# Anyone ever shoot an arrow straight up?



## sharpbroadhead (Feb 19, 2004)

yea it was fine till it came down - I spent 20 years in the state pen -


----------



## ullr88 (Oct 19, 2010)

Ha! I did that when I was young also. After you release you're like "Oh shhh! Why did I do that?"


----------



## drewsumrell (Dec 4, 2011)

Oh yeah. Did that as a kid, but then got smart and quit trying it......luckily before any harm was done. It is definitely scary when they go out of sight and you don't know where they're gonna land. Could be a major OUCH!


----------



## guyver (Jan 3, 2012)

Sounds like that game they played in grown ups, think Rob Shnieder took one in the foot


----------



## BLACK WOLF (Aug 26, 2005)

rembrandt said:


> I pulled that stupid stunt one time out in my dads pasture. Shot it with a Bear Grizzly and that arrow looked really nice going up till it went out of sight and then I paniced. I froze and it came down about 10 ft. in front of me. I was about 15 years old then and stupid. I read where a guy in Okla. did that and it came down and went in the top of a shoulder near his neck and he died. Its a foolish thing to do........
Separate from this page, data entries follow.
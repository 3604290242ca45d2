//! Splitting a node's help into pages.

use cogtree_core::Node;

use crate::page::{HelpEntry, HelpPage};

/// Default number of listing rows per page.
pub const DEFAULT_PER_PAGE: usize = 10;

/// Title used for the root's pages.
pub const ROOT_TITLE: &str = "Help";

/// Chunks a node's children into fixed-size pages.
#[derive(Clone, Copy, Debug, PartialEq, Eq)]
pub struct Paginator {
    per_page: usize,
}

impl Paginator {
    /// Create a paginator. A size of 0 is treated as 1.
    pub fn new(per_page: usize) -> Self {
        Self {
            per_page: per_page.max(1),
        }
    }

    /// Rows per page.
    pub fn per_page(&self) -> usize {
        self.per_page
    }

    /// Build every page for `node`.
    ///
    /// Rows are the node's children in display order. A node without
    /// children still gets one page carrying its own details.
    pub fn paginate(&self, node: &Node<'_>) -> Vec<HelpPage> {
        let entries: Vec<HelpEntry> = node.children().iter().map(HelpEntry::from).collect();
        let chunks: Vec<Vec<HelpEntry>> = if entries.is_empty() {
            vec![Vec::new()]
        } else {
            entries
                .chunks(self.per_page)
                .map(<[HelpEntry]>::to_vec)
                .collect()
        };

        let total_pages = chunks.len();
        let title = title(node);
        let description = node.brief().map(String::from);
        let aliases: Vec<String> = node.aliases().iter().cloned().collect();
        log::debug!("paginated '{title}' into {total_pages} page(s)");

        chunks
            .into_iter()
            .enumerate()
            .map(|(i, entries)| HelpPage {
                title: title.clone(),
                description: description.clone(),
                aliases: aliases.clone(),
                entries,
                page: i + 1,
                total_pages,
            })
            .collect()
    }
}

impl Default for Paginator {
    fn default() -> Self {
        Self::new(DEFAULT_PER_PAGE)
    }
}

/// Heading for a node's pages: `Help` at the root, the cog's name for a
/// cog, and the full invocation path otherwise.
pub fn title(node: &Node<'_>) -> String {
    if node.is_root() {
        ROOT_TITLE.to_string()
    } else if node.is_cog() {
        node.name().to_string()
    } else {
        node.full_name()
    }
}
I hate to say it...but yes...my buddies and I use to do that all the time. Thank God....non of us won any Darwin Awards for playing such a stupid game. I've read where some Native Tribes use to do that to test a young man's bravery. I can't say I agree with it as a good test of bravery.

Ray :shade:


----------



## feathermax ed (Jun 29, 2010)

what happened



sharpbroadhead said:


> yea it was fine till it came down - I spent 20 years in the state pen -


----------



## SoIl.deerslayer (Nov 22, 2011)

i think just about any of us who had a bow at an early age did this one lol. at least i played the wind in an open pasture


----------



## monkeyking75 (Dec 11, 2010)

I hope nobody does that in the deer woods, lol!


----------



## thorwulfx (Sep 26, 2011)

A friend of my family put out his brother's eye doing that. I'm actually not kidding. Shot someone's eye out. I never had a bow growing up, so I never had to contend with the urge. I think I did most of my bonehead stunts on a Schwinn Stingray bicycle.


----------



## Gonzoso (Aug 21, 2011)

I was sitting in my blind below an old dead tree. Lo and behold a giant flock of crows came and roosted on the tree, directly above me. I thought that was neat and was enjoying it and priding myself on fooling all those savvy crows with my wonderful ground blind and good camo.

For about 10-15 seconds. Then they began to poop.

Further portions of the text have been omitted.